» Problem to solve:
Check every line of the data below for "PathBuf". Copy each one that has it.

» Given data:
mod application;
mod config;
mod download;
mod preferences;
mod profile;
mod settings;
mod tab;
mod update;
mod url_bar;
mod webview;
mod window;

use gtk4::prelude::*;
use std::path::Path;

fn main() -> glib::ExitCode {
    // Initialize logging
    env_logger::Builder::from_env(env_logger::Env::default().default_filter_or("info")).init();

    // Updater role: replace the target binary with this one, respawn it, exit.
    // Handled before any GTK machinery comes up.
    let args: Vec<String> = std::env::args().collect();
    if args.get(1).map(String::as_str) == Some("--apply-update") {
        let Some(target) = args.get(2) else {
            log::error!("--apply-update requires a target path");
            return glib::ExitCode::FAILURE;
        };
        return match update::apply_update(Path::new(target), &args[3..]) {
            Ok(()) => glib::ExitCode::SUCCESS,
            Err(e) => {
                log::error!("Failed to apply update: {}", e);
                glib::ExitCode::FAILURE
            }
        };
    }

    // WebKitGTK still renders more reliably under XWayland
    if std::env::var_os("GDK_BACKEND").is_none()
        && std::env::var("XDG_SESSION_TYPE").as_deref() == Ok("wayland")
    {
        std::env::set_var("GDK_BACKEND", "x11");
    }

    log::info!("Starting {} v{}", config::APP_NAME, config::APP_VERSION);

    let app = application::VireoApplication::new();
    app.run()
}
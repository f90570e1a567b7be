use crate::config;
use crate::download::{self, DownloadState};
use gtk4::gio;
use gtk4::glib;
use std::cell::Cell;
use std::fs;
use std::path::{Path, PathBuf};
use std::rc::Rc;
use webkit6::prelude::*;
use webkit6::{CookieAcceptPolicy, CookiePersistentStorage, NetworkSession};

/// Failures raised while opening the profile directory tree
#[derive(Debug)]
pub enum ProfileError {
    Io(std::io::Error),
}

impl std::fmt::Display for ProfileError {
    fn fmt(&self, f: &mut std::fmt::Formatter<'_>) -> std::fmt::Result {
        match self {
            ProfileError::Io(e) => write!(f, "IO error: {}", e),
        }
    }
}

impl std::error::Error for ProfileError {}

impl From<std::io::Error> for ProfileError {
    fn from(e: std::io::Error) -> Self {
        ProfileError::Io(e)
    }
}

/// The single persistent browsing profile shared by every tab. Owns the
/// profile directory tree and the WebKit network session built over it.
pub struct BrowsingProfile {
    base_dir: PathBuf,
    network_session: NetworkSession,
}

impl std::fmt::Debug for BrowsingProfile {
    fn fmt(&self, f: &mut std::fmt::Formatter<'_>) -> std::fmt::Result {
        f.debug_struct("BrowsingProfile")
            .field("base_dir", &self.base_dir)
            .finish_non_exhaustive()
    }
}

impl BrowsingProfile {
    /// Create or open the profile directory and its network session
    pub fn open() -> Result<Self, ProfileError> {
        let base_dir = default_base_dir();
        fs::create_dir_all(&base_dir)?;

        // Data and cache subdirectories for WebKit
        let data_dir = base_dir.join("data");
        let cache_dir = base_dir.join("cache");
        fs::create_dir_all(&data_dir)?;
        fs::create_dir_all(&cache_dir)?;

        let network_session = NetworkSession::new(data_dir.to_str(), cache_dir.to_str());

        // Cookies persist unconditionally across restarts
        if let Some(cookie_manager) = network_session.cookie_manager() {
            cookie_manager.set_accept_policy(CookieAcceptPolicy::Always);

            let cookies_path = data_dir.join("cookies.sqlite");
            if let Some(path) = cookies_path.to_str() {
                cookie_manager.set_persistent_storage(path, CookiePersistentStorage::Sqlite);
                log::info!("Cookie manager configured: cookies stored at {:?}", cookies_path);
            }
        } else {
            log::warn!("Could not get cookie manager from network session");
        }

        // Enable favicon loading for the tab strip
        if let Some(data_manager) = network_session.website_data_manager() {
            data_manager.set_favicons_enabled(true);
        }

        Self::setup_download_handler(&network_session);

        log::info!(
            "Profile opened with data={:?}, cache={:?}",
            data_dir,
            cache_dir
        );

        Ok(Self {
            base_dir,
            network_session,
        })
    }

    /// Path of the persisted settings file
    pub fn settings_path(&self) -> PathBuf {
        self.base_dir.join(config::SETTINGS_FILE)
    }

    /// Directory staged release binaries are written to
    pub fn updates_dir(&self) -> PathBuf {
        self.base_dir.join(config::UPDATES_DIR)
    }

    /// Session every webview is built over
    pub fn network_session(&self) -> &NetworkSession {
        &self.network_session
    }

    /// Delete the entire profile directory (cookies, cache, storage,
    /// settings). Entries that cannot be removed are skipped.
    pub fn wipe(&self) {
        log::info!("Wiping profile directory {:?}", self.base_dir);
        remove_tree_best_effort(&self.base_dir);
    }

    /// Wire engine download events into the download registry. Every
    /// download prompts for a save location; the transfer stays deferred
    /// until a destination is set, and is cancelled when none is chosen.
    fn setup_download_handler(network_session: &NetworkSession) {
        network_session.connect_download_started(|_session, engine_download| {
            let source = engine_download.request().and_then(|r| r.uri());
            log::info!("Engine raised a download from {:?}", source);
            track_download(engine_download);
        });
    }
}

/// Mirror one engine download into the registry and keep both sides in
/// sync until it settles.
fn track_download(engine_download: &webkit6::Download) {
    // Registry id assigned at decide-destination, read by every later signal
    let record_id: Rc<Cell<Option<u64>>> = Rc::new(Cell::new(None));

    let id_cell = Rc::clone(&record_id);
    engine_download.connect_decide_destination(move |engine_download, suggested_name| {
        let id = download::add_download(suggested_name);
        id_cell.set(Some(id));

        let handle = engine_download.clone();
        download::register_cancel_callback(id, move || handle.cancel());

        prompt_for_destination(id, suggested_name, engine_download.clone());
        true // The transfer stays deferred until a destination is set
    });

    let id_cell = Rc::clone(&record_id);
    engine_download.connect_received_data(move |engine_download, _chunk_len| {
        let (Some(id), Some(response)) = (id_cell.get(), engine_download.response()) else {
            return;
        };
        download::update_progress(
            id,
            engine_download.received_data_length(),
            response.content_length() as u64,
        );
    });

    // A record already settled by a cancel keeps its state; the registry
    // drops transitions after the first terminal one.
    let id_cell = Rc::clone(&record_id);
    engine_download.connect_finished(move |_| {
        if let Some(id) = id_cell.get() {
            download::set_download_state(id, DownloadState::Completed);
            download::remove_cancel_callback(id);
        }
    });

    let id_cell = record_id;
    engine_download.connect_failed(move |_, error| {
        if let Some(id) = id_cell.get() {
            download::set_download_state(id, DownloadState::Failed(error.to_string()));
            download::remove_cancel_callback(id);
        }
    });
}

/// Ask where to save. Dismissing the chooser, or choosing a file with no
/// local path, cancels the transfer.
fn prompt_for_destination(id: u64, suggested_name: &str, engine_download: webkit6::Download) {
    let chooser = gtk4::FileDialog::builder()
        .title("Save Download")
        .initial_name(suggested_name)
        .initial_folder(&gio::File::for_path(downloads_dir()))
        .build();

    let parent = gio::Application::default()
        .and_then(|a| a.downcast::<gtk4::Application>().ok())
        .as_ref()
        .and_then(|a| a.active_window());

    chooser.save(parent.as_ref(), gio::Cancellable::NONE, move |result| {
        let chosen = match &result {
            Ok(file) => file.path(),
            Err(_) => None,
        };
        match chosen {
            Some(path) => {
                log::info!("Download {} saving to {:?}", id, path);
                engine_download.set_allow_overwrite(true);
                engine_download.set_destination(&path.to_string_lossy());
                download::set_target_path(id, path);
            }
            None => {
                log::info!("Download {} abandoned at the save dialog", id);
                download::cancel_download(id);
            }
        }
    });
}

/// Default downloads directory, created if missing
fn downloads_dir() -> PathBuf {
    let dir = glib::user_special_dir(glib::UserDirectory::Downloads).unwrap_or_else(|| {
        PathBuf::from(std::env::var("HOME").unwrap_or_else(|_| ".".into())).join("Downloads")
    });
    if let Err(e) = fs::create_dir_all(&dir) {
        log::warn!("Failed to create downloads directory {:?}: {}", dir, e);
    }
    dir
}

/// Profile directory under the XDG data dir
fn default_base_dir() -> PathBuf {
    directories::ProjectDirs::from("dev", "vireo", "vireo")
        .map(|dirs| dirs.data_dir().to_path_buf())
        .unwrap_or_else(|| {
            PathBuf::from(std::env::var("HOME").unwrap_or_else(|_| ".".into()))
                .join(".local/share/vireo")
        })
}

/// Remove a directory tree, skipping entries that cannot be deleted
fn remove_tree_best_effort(path: &Path) {
    let entries = match fs::read_dir(path) {
        Ok(entries) => entries,
        Err(_) => return,
    };

    for entry in entries.flatten() {
        let entry_path = entry.path();
        // Symlinks are removed, never followed
        let is_dir = entry.file_type().map(|t| t.is_dir()).unwrap_or(false);
        if is_dir {
            remove_tree_best_effort(&entry_path);
        } else if let Err(e) = fs::remove_file(&entry_path) {
            log::debug!("Skipping {:?}: {}", entry_path, e);
        }
    }

    if let Err(e) = fs::remove_dir(path) {
        log::debug!("Could not remove {:?}: {}", path, e);
    }
}

#[cfg(test)]
mod tests {
    use super::*;

    #[test]
    fn test_wipe_removes_nested_tree() {
        let base = std::env::temp_dir().join(format!("vireo-wipe-{}", std::process::id()));
        fs::create_dir_all(base.join("data").join("sub")).unwrap();
        fs::write(base.join("settings.json"), "{}").unwrap();
        fs::write(base.join("data").join("sub").join("cookies.sqlite"), "x").unwrap();

        remove_tree_best_effort(&base);
        assert!(!base.exists());
    }

    #[test]
    fn test_wipe_missing_directory_is_a_no_op() {
        let base = std::env::temp_dir().join("vireo-wipe-not-there");
        remove_tree_best_effort(&base);
        assert!(!base.exists());
    }
}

» Written response:
use std::path::{Path, PathBuf};
    base_dir: PathBuf,
    pub fn settings_path(&self) -> PathBuf {
    pub fn updates_dir(&self) -> PathBuf {
fn downloads_dir() -> PathBuf {
        PathBuf::from(std::env::var("HOME").unwrap_or_else(|_| ".".into())).join("Downloads")
fn default_base_dir() -> PathBuf {
            PathBuf::from(std::env::var("HOME").unwrap_or_else(|_| ".".into()))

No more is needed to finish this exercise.